Irremediablemente, la noticia de la boda se expandió por el avión papal «a los cuatro vientos», como dijo el corresponsal del Times de Londres, citando el Apocalipsis. En cuanto despegaron de Panamá, en la sección de prensa se organizó una fiesta con ríos de champán, licores y montañas de caviar. El personal de vuelo se sumó a las celebraciones, dentro de los límites de sus obligaciones, relevando a Gemma por esa jornada. Hasta el comandante de Alitalia abandonó su puesto de mando un momento para acercarse a felicitarla.
En medio del jolgorio y los buenos deseos, Partridge notaba entre sus colegas ciertas dudas acerca de la duración de tal matrimonio, pero también advirtió, entre los hombres, un sentimiento de envidia.

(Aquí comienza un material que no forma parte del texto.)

//! Submission store.
//!
//! One live record per (form, user), superseded on every save, plus an
//! append-only history row whose timestamps depend on the saved status.

use crate::store::DbState;
use chrono::Utc;
use formflow_models::{FormSubmission, SubmissionHistory, SubmissionStatus, SubmittedValue};
use formflow_utils::FormFlowResult;
use tracing::warn;
use uuid::Uuid;

#[derive(Debug, Clone, serde::Serialize)]
pub struct SubmissionOutcome {
    pub submission_id: Uuid,
    pub history_id: Uuid,
    pub is_new_record: bool,
}

/// Save a submission: upsert the live record and append a history row.
pub fn save_submission(
    db: &mut DbState,
    form_id: Uuid,
    user_id: Uuid,
    values: &[SubmittedValue],
    status: SubmissionStatus,
) -> FormFlowResult<SubmissionOutcome> {
    let json = serde_json::to_string(values)?;
    let now = Utc::now();

    let existing_id = db.submission_for(form_id, user_id).map(|s| s.id);
    let (submission_id, is_new_record) = match existing_id {
        Some(id) => {
            if let Some(record) = db.submissions.get_mut(&id) {
                record.field_values_json = json;
                record.status = status;
                record.last_updated = now;
            }
            (id, false)
        }
        None => {
            let record = FormSubmission {
                id: Uuid::new_v4(),
                form_id,
                user_id,
                field_values_json: json,
                status,
                last_updated: now,
            };
            let id = record.id;
            db.submissions.insert(id, record);
            (id, true)
        }
    };

    // Drafts record the fill moment only; completed and submitted saves
    // record both; anything else records the finish moment only.
    let (filled_at, finished_at) = match status {
        SubmissionStatus::Draft => (Some(now), None),
        SubmissionStatus::Completed | SubmissionStatus::Submitted => (Some(now), Some(now)),
        SubmissionStatus::Unknown => (None, Some(now)),
    };
    let history = SubmissionHistory {
        id: Uuid::new_v4(),
        submission_id,
        status,
        filled_at,
        finished_at,
    };
    let history_id = history.id;
    db.history.insert(history_id, history);

    Ok(SubmissionOutcome {
        submission_id,
        history_id,
        is_new_record,
    })
}

/// Latest submission for a form with its parsed values. A malformed JSON
/// blob is logged and treated as an empty value list, never as a failure.
pub fn latest_values(db: &DbState, form_id: Uuid) -> Option<(FormSubmission, Vec<SubmittedValue>)> {
    let record = db.latest_submission_for_form(form_id)?.clone();
    let values = parse_values(&record.field_values_json, form_id);
    Some((record, values))
}

pub fn parse_values(json: &str, form_id: Uuid) -> Vec<SubmittedValue> {
    match serde_json::from_str(json) {
        Ok(values) => values,
        Err(e) => {
            warn!(form_id = %form_id, error = %e, "submission JSON unreadable, treating as empty");
            Vec::new()
        }
    }
}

De forma notoria, pero poco sorprendente, el clero no mandó representación alguna a la fiesta, y durante el resto del viaje Partridge notó su frialdad y su desaprobación. Pese a sus indagaciones, ninguno de los periodistas logró averiguar si el Papa fue informado del suceso. Sin embargo, el Papa no volvió a visitar la sección de prensa en el resto del viaje.
Durante los escasos momentos que podían compartir, Partridge y Gemma empezaron a hacer planes para el futuro.
En la habitación de un hotel de Nueva York… lenta, tristemente… la imagen de Gemma se difuminó. El presente sustituyó al pasado y Harry Partridge, exhausto, se quedó dormido por fin.